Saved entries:
---
//! Error types shared by the collectors.
//!
//! Only malformed source content is an error. Missing pseudo-files and failed
//! external commands are absorbed inside the collectors and replaced with
//! sentinel values, so they never show up here.

use std::path::PathBuf;
use thiserror::Error;

/// Error type for micro-format parsing failures.
#[derive(Debug, Clone, PartialEq, Eq, Error)]
#[error("parse error: {message}")]
pub struct ParseError {
    pub message: String,
}

impl ParseError {
    pub fn new(msg: impl Into<String>) -> Self {
        Self {
            message: msg.into(),
        }
    }
}

/// Hard failure of a discovery scan.
#[derive(Debug, Clone, PartialEq, Eq, Error)]
pub enum CollectError {
    /// A source was read but its content does not match the expected format.
    #[error("malformed {path:?}: {source}")]
    Parse {
        path: PathBuf,
        #[source]
        source: ParseError,
    },
}

impl CollectError {
    /// Attaches the offending source path to a parse error.
    pub fn parse(path: impl Into<PathBuf>, source: ParseError) -> Self {
        CollectError::Parse {
            path: path.into(),
            source,
        }
    }
}
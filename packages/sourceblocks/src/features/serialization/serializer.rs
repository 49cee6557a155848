//! Writer for the parenthesized source-block encoding.

use crate::features::traversal::{traverse, TraversalVisitor};
use crate::shared::models::{BlockId, ControlFlowGraph, Edge, SbValue, SourceBlock};
use std::fmt::Write as _;

/// Incremental serializer driven by the traversal: one `open_block` per
/// emitted block, one `edge` per followed non-ghost edge, one `close_block`
/// per block end.
#[derive(Default)]
pub struct SbSerializer {
    out: String,
    elided_vals: usize,
    unelided_vals: usize,
}

impl SbSerializer {
    pub fn new() -> Self {
        Self::default()
    }

    /// Open a block group. `vals` is empty when there are no interactions;
    /// additional source blocks in the same group use
    /// [`SbSerializer::val_group`].
    pub fn open_block(&mut self, id: u32, vals: &[Option<SbValue>]) {
        let _ = write!(self.out, "({id}");
        if !vals.is_empty() {
            self.out.push(' ');
            self.write_group(vals);
        }
    }

    /// Write one more val group inside the current block group.
    pub fn val_group(&mut self, vals: &[Option<SbValue>]) {
        self.out.push(' ');
        self.write_group(vals);
    }

    pub fn edge(&mut self, tag: char) {
        self.out.push(' ');
        self.out.push(tag);
    }

    pub fn close_block(&mut self) {
        self.out.push(')');
    }

    pub fn finish(self) -> String {
        self.out
    }

    /// `x` entries written so far.
    pub fn elided_vals(&self) -> usize {
        self.elided_vals
    }

    /// Concrete `value:appear100` entries written so far.
    pub fn unelided_vals(&self) -> usize {
        self.unelided_vals
    }

    fn write_group(&mut self, vals: &[Option<SbValue>]) {
        for (i, val) in vals.iter().enumerate() {
            if i > 0 {
                self.out.push('|');
            }
            match val {
                None => {
                    self.out.push('x');
                    self.elided_vals += 1;
                }
                Some(v) => {
                    let _ = write!(self.out, "{}:{}", v.value, v.appear100);
                    self.unelided_vals += 1;
                }
            }
        }
    }
}

struct SerializingVisitor<'c> {
    cfg: &'c ControlFlowGraph,
    ser: SbSerializer,
    counter: u32,
}

impl TraversalVisitor for SerializingVisitor<'_> {
    fn on_block_start(&mut self, block: BlockId) {
        // One val group per source block in the group, chains flattened in
        // IR order; the group id is the leading block's.
        let groups: Vec<&SourceBlock> = self
            .cfg
            .block(block)
            .source_blocks()
            .flat_map(|head| head.chain())
            .collect();
        let id = groups.first().map(|sb| sb.id).unwrap_or(self.counter);
        self.counter += 1;
        self.ser
            .open_block(id, groups.first().map(|sb| &sb.vals[..]).unwrap_or(&[]));
        for sb in groups.iter().skip(1) {
            self.ser.val_group(&sb.vals);
        }
    }

    fn on_edge(&mut self, _src: BlockId, edge: &Edge) {
        // Traversal never hands us ghost edges.
        self.ser.edge(edge.kind.tag().unwrap());
    }

    fn on_block_end(&mut self, _block: BlockId) {
        self.ser.close_block();
    }
}

/// Serialize a whole CFG's source-block structure in traversal order.
///
/// Returns the string plus the elided (`x`) and concrete val counts.
pub fn serialize_cfg(cfg: &ControlFlowGraph) -> (String, usize, usize) {
    let mut visitor = SerializingVisitor {
        cfg,
        ser: SbSerializer::new(),
        counter: 0,
    };
    traverse(cfg, &mut visitor);
    let elided = visitor.ser.elided_vals();
    let unelided = visitor.ser.unelided_vals();
    (visitor.ser.finish(), elided, unelided)
}
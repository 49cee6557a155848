//! Best-effort profile repair.
//!
//! Opt-in fixups for profiles that are internally inconsistent after
//! attribution: a method that is hot somewhere but cold at entry, chains
//! with unprofiled members, blocks whose dominator is hot but which carry
//! no value of their own. Each pass only ever adds or raises values; none
//! of them invents heat in a method with no profiled value at all.

use crate::features::consistency::{immediate_dominators, DomDirection};
use crate::features::traversal::traversal_order;
use crate::shared::models::{ControlFlowGraph, SbValue};

/// Damping applied when a block inherits its dominator's value; reaching
/// the dominator does not imply reaching every block it dominates.
const IDOM_DAMPING: f32 = 0.5;

#[derive(Debug, Clone, Copy, Default, PartialEq, Eq)]
pub struct RepairStats {
    pub entry_fixes: usize,
    pub chain_fixes: usize,
    pub idom_fixes: usize,
}

impl RepairStats {
    pub fn total(&self) -> usize {
        self.entry_fixes + self.chain_fixes + self.idom_fixes
    }
}

/// Run the three repair passes in order and report what each touched.
pub fn repair(cfg: &mut ControlFlowGraph) -> RepairStats {
    let stats = RepairStats {
        entry_fixes: warm_cold_entry(cfg),
        chain_fixes: propagate_chains(cfg),
        idom_fixes: inherit_from_idoms(cfg),
    };
    if stats.total() > 0 {
        tracing::debug!(
            entry = stats.entry_fixes,
            chain = stats.chain_fixes,
            idom = stats.idom_fixes,
            "repaired profile values"
        );
    }
    stats
}

/// Per-interaction maximum over every source block in the graph.
fn interaction_maxima(cfg: &ControlFlowGraph) -> Vec<Option<SbValue>> {
    let width = cfg
        .all_source_blocks()
        .map(|sb| sb.vals.len())
        .max()
        .unwrap_or(0);
    let mut maxima: Vec<Option<SbValue>> = vec![None; width];
    for sb in cfg.all_source_blocks() {
        for (i, val) in sb.vals.iter().enumerate() {
            if let Some(val) = val {
                match &maxima[i] {
                    Some(cur) if cur.value >= val.value => {}
                    _ => maxima[i] = Some(*val),
                }
            }
        }
    }
    maxima
}

/// A method that is hot in some interaction must not report a cold entry;
/// execution reached the hot block through it. Warm the entry's first
/// source block up to the method's maximum for that interaction.
fn warm_cold_entry(cfg: &mut ControlFlowGraph) -> usize {
    let maxima = interaction_maxima(cfg);
    let entry = cfg.entry();
    let mut fixes = 0;
    if let Some(first) = cfg.block_mut(entry).source_blocks_mut().next() {
        for (i, val) in first.vals.iter_mut().enumerate() {
            let Some(max) = maxima.get(i).copied().flatten() else {
                continue;
            };
            if max.value > 0.0 && val.map_or(true, |v| v.value <= 0.0) {
                *val = Some(max);
                fixes += 1;
            }
        }
    }
    fixes
}

/// Coalesced chain members share an IR position, so an unprofiled member
/// inherits the value of the member before it.
fn propagate_chains(cfg: &mut ControlFlowGraph) -> usize {
    let mut fixes = 0;
    for b in cfg.block_ids().collect::<Vec<_>>() {
        for head in cfg.block_mut(b).source_blocks_mut() {
            let mut prev_vals = head.vals.clone();
            let mut cur = head.next.as_deref_mut();
            while let Some(sb) = cur {
                for (i, val) in sb.vals.iter_mut().enumerate() {
                    if val.is_none() {
                        if let Some(prev) = prev_vals.get(i).copied().flatten() {
                            *val = Some(prev);
                            fixes += 1;
                        }
                    }
                }
                prev_vals = sb.vals.clone();
                cur = sb.next.as_deref_mut();
            }
        }
    }
    fixes
}

/// A block whose immediate dominator ends hot but which carries no value of
/// its own inherits a damped copy. Blocks are processed in preorder, so a
/// dominator is always repaired before the blocks it dominates.
fn inherit_from_idoms(cfg: &mut ControlFlowGraph) -> usize {
    let idom = immediate_dominators(cfg, DomDirection::Forward);
    let mut fixes = 0;
    for b in traversal_order(cfg) {
        let Some(dom) = idom.get(&b) else {
            continue;
        };
        let dom_vals = match cfg.block(*dom).last_source_block_before(usize::MAX) {
            Some(sb) => sb.vals.clone(),
            None => continue,
        };
        if let Some(first) = cfg.block_mut(b).source_blocks_mut().next() {
            for (i, val) in first.vals.iter_mut().enumerate() {
                if val.is_some() {
                    continue;
                }
                if let Some(dv) = dom_vals.get(i).copied().flatten() {
                    if dv.value > 0.0 {
                        *val = Some(SbValue::new(dv.value * IDOM_DAMPING, dv.appear100));
                        fixes += 1;
                    }
                }
            }
        }
    }
    fixes
}

#[cfg(test)]
mod tests {
    use super::*;
    use crate::shared::interner::Interner;
    use crate::shared::models::{EdgeKind, Instruction, MethodId, SourceBlock};
    use pretty_assertions::assert_eq;

    fn sb(owner: &MethodId, id: u32, vals: Vec<Option<SbValue>>) -> Instruction {
        Instruction::SourceBlocks(SourceBlock::new(owner.clone(), id, vals))
    }

    #[test]
    fn cold_entry_of_hot_method_is_warmed() {
        let interner = Interner::new();
        let owner = MethodId::new(&interner, "LFoo;.bar:()V");
        let mut cfg = ControlFlowGraph::new();
        let b0 = cfg.add_block_with(vec![sb(&owner, 0, vec![Some(SbValue::ZERO)])]);
        let b1 = cfg.add_block_with(vec![sb(&owner, 1, vec![Some(SbValue::new(3.0, 60.0))])]);
        cfg.add_edge(b0, b1, EdgeKind::Goto);

        let stats = repair(&mut cfg);
        assert_eq!(stats.entry_fixes, 1);
        let entry_val = cfg.block(b0).source_blocks().next().unwrap().vals[0];
        assert_eq!(entry_val, Some(SbValue::new(3.0, 60.0)));
    }

    #[test]
    fn cold_method_stays_cold() {
        let interner = Interner::new();
        let owner = MethodId::new(&interner, "LFoo;.bar:()V");
        let mut cfg = ControlFlowGraph::new();
        let b0 = cfg.add_block_with(vec![sb(&owner, 0, vec![Some(SbValue::ZERO)])]);
        let b1 = cfg.add_block_with(vec![sb(&owner, 1, vec![None])]);
        cfg.add_edge(b0, b1, EdgeKind::Goto);

        let stats = repair(&mut cfg);
        assert_eq!(stats, RepairStats::default());
        assert_eq!(
            cfg.block(b0).source_blocks().next().unwrap().vals[0],
            Some(SbValue::ZERO)
        );
    }

    #[test]
    fn chain_members_inherit_predecessor_values() {
        let interner = Interner::new();
        let owner = MethodId::new(&interner, "LFoo;.bar:()V");
        let mut head = SourceBlock::new(owner.clone(), 0, vec![Some(SbValue::new(1.0, 25.0))]);
        head.append_chain(SourceBlock::new(owner.clone(), 1, vec![None]));
        head.append_chain(SourceBlock::new(owner, 2, vec![None]));
        let mut cfg = ControlFlowGraph::new();
        cfg.add_block_with(vec![Instruction::SourceBlocks(head)]);

        let stats = repair(&mut cfg);
        assert_eq!(stats.chain_fixes, 2);
        let vals: Vec<Option<SbValue>> = cfg.all_source_blocks().map(|sb| sb.vals[0]).collect();
        assert_eq!(vals, vec![Some(SbValue::new(1.0, 25.0)); 3]);
    }

    #[test]
    fn unprofiled_block_inherits_damped_dominator_value() {
        let interner = Interner::new();
        let owner = MethodId::new(&interner, "LFoo;.bar:()V");
        let mut cfg = ControlFlowGraph::new();
        let b0 = cfg.add_block_with(vec![sb(&owner, 0, vec![Some(SbValue::new(4.0, 80.0))])]);
        let b1 = cfg.add_block_with(vec![sb(&owner, 1, vec![None])]);
        cfg.add_edge(b0, b1, EdgeKind::Goto);

        let stats = repair(&mut cfg);
        assert_eq!(stats.idom_fixes, 1);
        assert_eq!(
            cfg.block(b1).source_blocks().next().unwrap().vals[0],
            Some(SbValue::new(2.0, 80.0))
        );
    }

    #[test]
    fn explicit_zero_is_not_overwritten_by_idom_inheritance() {
        let interner = Interner::new();
        let owner = MethodId::new(&interner, "LFoo;.bar:()V");
        let mut cfg = ControlFlowGraph::new();
        let b0 = cfg.add_block_with(vec![sb(&owner, 0, vec![Some(SbValue::new(4.0, 80.0))])]);
        let b1 = cfg.add_block_with(vec![sb(&owner, 1, vec![Some(SbValue::ZERO)])]);
        cfg.add_edge(b0, b1, EdgeKind::Goto);

        let stats = repair(&mut cfg);
        assert_eq!(stats.idom_fixes, 0);
        assert_eq!(
            cfg.block(b1).source_blocks().next().unwrap().vals[0],
            Some(SbValue::ZERO)
        );
    }
}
---
> _Exercise aim_: Copy out each line of the data where the string "ghost" appears.

> _Exercise response_:
/// emitted block, one `edge` per followed non-ghost edge, one `close_block`
        // Traversal never hands us ghost edges.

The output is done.